Plus loin, alors que Jordan est dans la vingtaine, une autre remémoration s’effectue. Alors qu’il téléphone à son père pour lui emprunter de l’argent, il finit par lui avouer que sa petite amie l’a quitté (L, 29, A.24 ). Au dessus de la case, des dessins bleus dévoilent une scène de ménage à l’issue de laquelle Jordan assène un coup à son amoureuse. Cet épisode, bien évidemment tu au père, aboutit à une relativement grande vignette, en plein centre de la page, montrant la maison d’enfance de Jordan. Cette maison, loin d’être dessinée de manière réaliste, a les traits simplifiés et disproportionnés d’une représentation enfantine. Nous retrouvons l’original de ce dessin – de ce souvenir ­– à la page 7 (A.25 ), alors que Jordan n’a guère que trois ou quatre ans, et qu’il assiste à une scène de ménage entre ses parents. L’association d’idées n’a donc de sens qu’à travers cette scène traumatique d’enfance apparaissant quelques pages plus tôt. Une autre observation confirme l’hypothèse de l’association bagarre-maison : si la maison avait été l’objet d’une remémoration autonome, elle aurait sans doute été représentée dans un style plus réaliste, contemporain de la vision du monde du Jordan adulte, puisque son père y habite encore au moment de l’épisode.
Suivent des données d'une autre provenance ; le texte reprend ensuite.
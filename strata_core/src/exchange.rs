//! Exchange Coordinator: discovers who will send to this rank.
//!
//! Every bulk exchange in the runtime is preceded by one coordinator round,
//! so receivers know exactly which peers to wait on and nobody has to keep
//! long-lived sender counts in sync.

use crate::error::{Result, RuntimeError};
use serde::de::DeserializeOwned;
use serde::Serialize;
use std::collections::{BTreeMap, BTreeSet};
use strata_env::{recv_value, send_value, Communicator, EnvError, Rank, Tag};
use tracing::trace;

/// Marks destinations for one coordinator round.
///
/// # Example
///
/// ```ignore
/// let mut coordinator = ExchangeCoordinator::new(comm.size());
/// coordinator.mark(dest);
/// let sources = coordinator.retrieve_sources(&comm, tags::GRID_MOVE_SENDERS).await?;
/// ```
#[derive(Debug, Clone)]
pub struct ExchangeCoordinator {
    marks: Vec<bool>,
}

impl ExchangeCoordinator {
    /// Creates a coordinator with no destinations marked.
    pub fn new(size: usize) -> Self {
        Self { marks: vec![false; size] }
    }

    /// Marks `rank` as a destination.
    pub fn mark(&mut self, rank: Rank) -> Result<()> {
        let size = self.marks.len();
        let slot = self
            .marks
            .get_mut(rank)
            .ok_or(EnvError::RankOutOfRange { rank, size })?;
        *slot = true;
        Ok(())
    }

    /// Returns the marked destinations.
    pub fn targets(&self) -> BTreeSet<Rank> {
        self.marks
            .iter()
            .enumerate()
            .filter_map(|(rank, &marked)| marked.then_some(rank))
            .collect()
    }

    /// Runs the all-to-all signal round and returns the ranks that marked
    /// this one.
    ///
    /// Collective: every rank must call it with the same tag, even with no
    /// destinations marked.
    pub async fn retrieve_sources<C>(&self, comm: &C, tag: Tag) -> Result<BTreeSet<Rank>>
    where
        C: Communicator + ?Sized,
    {
        if self.marks.len() != comm.size() {
            return Err(RuntimeError::topology(format!(
                "coordinator sized for {} ranks used on a communicator of {}",
                self.marks.len(),
                comm.size()
            )));
        }

        for (rank, marked) in self.marks.iter().enumerate() {
            send_value(comm, rank, tag, marked).await?;
        }

        let mut sources = BTreeSet::new();
        for rank in 0..comm.size() {
            let marked: bool = recv_value(comm, rank, tag).await?;
            if marked {
                sources.insert(rank);
            }
        }

        trace!(rank = comm.rank(), %tag, sources = sources.len(), "exchange sources retrieved");
        Ok(sources)
    }
}

/// Returns the ranks that will send to this one, given this rank's targets.
pub async fn retrieve_sources<C>(
    comm: &C,
    targets: &BTreeSet<Rank>,
    tag: Tag,
) -> Result<BTreeSet<Rank>>
where
    C: Communicator + ?Sized,
{
    let mut coordinator = ExchangeCoordinator::new(comm.size());
    for &rank in targets {
        coordinator.mark(rank)?;
    }
    coordinator.retrieve_sources(comm, tag).await
}

/// Posts every outgoing message, then waits for one message from each
/// source.
///
/// Received messages come back ordered by source rank.
pub async fn exchange<C, T>(
    comm: &C,
    outgoing: &BTreeMap<Rank, T>,
    sources: &BTreeSet<Rank>,
    tag: Tag,
) -> Result<Vec<(Rank, T)>>
where
    C: Communicator + ?Sized,
    T: Serialize + DeserializeOwned + Send + Sync,
{
    for (&rank, message) in outgoing {
        send_value(comm, rank, tag, message).await?;
    }

    let mut received = Vec::with_capacity(sources.len());
    for &rank in sources {
        let message: T = recv_value(comm, rank, tag).await?;
        received.push((rank, message));
    }
    Ok(received)
}

/// A coordinator round on `senders_tag` followed by the payload exchange on
/// `tag`.
pub async fn coordinated_exchange<C, T>(
    comm: &C,
    outgoing: &BTreeMap<Rank, T>,
    senders_tag: Tag,
    tag: Tag,
) -> Result<Vec<(Rank, T)>>
where
    C: Communicator + ?Sized,
    T: Serialize + DeserializeOwned + Send + Sync,
{
    let targets: BTreeSet<Rank> = outgoing.keys().copied().collect();
    let sources = retrieve_sources(comm, &targets, senders_tag).await?;
    exchange(comm, outgoing, &sources, tag).await
}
On remarque d’ailleurs que la disposition de la maison, en plein centre de la page, rappelle un procédé récurrent chez Ware, qui consiste à ancrer le contenu d’une page autour d’une vignette centrale. Ici, l’isolement narratif de la vignette et sa couleur bleue l’imposent comme pensée fondatrice pour Jordan pendant l’épisode complet. Il est d’ailleurs remarquable que le souvenir invoqué par l’image met en scène la mère décédée de Jordan, bien qu’elle ne soit montrée ni évoquée nulle part dans la page.